What needs to be done: Lines in which "ProbeDefinition" appears should be pulled from the data below.

Task input:

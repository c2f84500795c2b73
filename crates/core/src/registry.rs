//! Probe catalog
//!
//! The registry is loaded once at startup and never changes afterwards. It
//! also keeps a reverse-dependency index (trigger probe to dependents) so
//! computing follow-ups after a result only looks at candidate probes.

use std::collections::{BTreeMap, HashMap};
use std::path::Path;

use tracing::debug;
use wurm_protocol::{ProbeDefinition, ProbeMeta};

use crate::error::{Error, Result};

/// Catalog shipped with the binary, used when no catalog path is configured.
pub const DEFAULT_CATALOG: &str = include_str!("../probes/default.json");

#[derive(Debug, Clone, Default)]
pub struct ProbeRegistry {
	probes: BTreeMap<String, ProbeDefinition>,
	dependents: HashMap<String, Vec<String>>,
}

impl ProbeRegistry {
	/// Builds a registry from definitions, keyed by their `id`.
	pub fn from_definitions(definitions: impl IntoIterator<Item = ProbeDefinition>) -> Self {
		let probes: BTreeMap<String, ProbeDefinition> = definitions.into_iter().map(|probe| (probe.id.clone(), probe)).collect();

		// Iterating the BTreeMap keeps each dependents list in name order.
		let mut dependents: HashMap<String, Vec<String>> = HashMap::new();
		for (id, probe) in &probes {
			if let Some(trigger) = &probe.depends_on {
				dependents.entry(trigger.clone()).or_default().push(id.clone());
			}
		}

		Self { probes, dependents }
	}

	/// Parses a catalog: a JSON object mapping probe names to definitions.
	pub fn from_json(json: &str) -> Result<Self> {
		let raw: BTreeMap<String, ProbeDefinition> = serde_json::from_str(json).map_err(|e| Error::Catalog(e.to_string()))?;
		let registry = Self::from_definitions(raw.into_iter().map(|(id, mut probe)| {
			probe.id = id;
			probe
		}));
		debug!(target = "wurm.dispatch", probes = registry.len(), "loaded probe catalog");
		Ok(registry)
	}

	pub fn from_path(path: &Path) -> Result<Self> {
		let json = std::fs::read_to_string(path).map_err(|e| Error::Catalog(format!("{}: {e}", path.display())))?;
		Self::from_json(&json)
	}

	/// The catalog compiled into the binary.
	pub fn builtin() -> Result<Self> {
		Self::from_json(DEFAULT_CATALOG)
	}

	/// Loads `path` if given, the built-in catalog otherwise.
	pub fn load(path: Option<&Path>) -> Result<Self> {
		match path {
			Some(path) => Self::from_path(path),
			None => Self::builtin(),
		}
	}

	pub fn get(&self, probe: &str) -> Option<&ProbeDefinition> {
		self.probes.get(probe)
	}

	/// Like [`get`](Self::get), failing with [`Error::UnknownProbe`].
	pub fn require(&self, probe: &str) -> Result<&ProbeDefinition> {
		self.get(probe).ok_or_else(|| Error::UnknownProbe { probe: probe.to_string() })
	}

	pub fn len(&self) -> usize {
		self.probes.len()
	}

	pub fn is_empty(&self) -> bool {
		self.probes.is_empty()
	}

	/// Definitions in name order.
	pub fn iter(&self) -> impl Iterator<Item = &ProbeDefinition> {
		self.probes.values()
	}

	/// Probes a client issues when it starts watching a host.
	pub fn initial_probes(&self) -> impl Iterator<Item = &ProbeDefinition> {
		self.iter().filter(|probe| probe.initial)
	}

	/// Names of probes enqueued by `probe` producing `stdout`, in name order.
	///
	/// Depends only on its arguments and the catalog, never on prior results.
	pub fn follow_ups(&self, probe: &str, stdout: &str) -> Vec<String> {
		let Some(candidates) = self.dependents.get(probe) else {
			return Vec::new();
		};
		candidates
			.iter()
			.filter(|name| self.probes.get(name.as_str()).is_some_and(|p| p.follows(probe, stdout)))
			.cloned()
			.collect()
	}

	/// Catalog metadata as published by the `probes` command.
	pub fn metadata(&self) -> BTreeMap<String, ProbeMeta> {
		self.probes.iter().map(|(id, probe)| (id.clone(), probe.meta())).collect()
	}
}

Answer to this exercise:
use wurm_protocol::{ProbeDefinition, ProbeMeta};
	probes: BTreeMap<String, ProbeDefinition>,
	pub fn from_definitions(definitions: impl IntoIterator<Item = ProbeDefinition>) -> Self {
		let probes: BTreeMap<String, ProbeDefinition> = definitions.into_iter().map(|probe| (probe.id.clone(), probe)).collect();
		let raw: BTreeMap<String, ProbeDefinition> = serde_json::from_str(json).map_err(|e| Error::Catalog(e.to_string()))?;
	pub fn get(&self, probe: &str) -> Option<&ProbeDefinition> {
	pub fn require(&self, probe: &str) -> Result<&ProbeDefinition> {
	pub fn iter(&self) -> impl Iterator<Item = &ProbeDefinition> {
	pub fn initial_probes(&self) -> impl Iterator<Item = &ProbeDefinition> {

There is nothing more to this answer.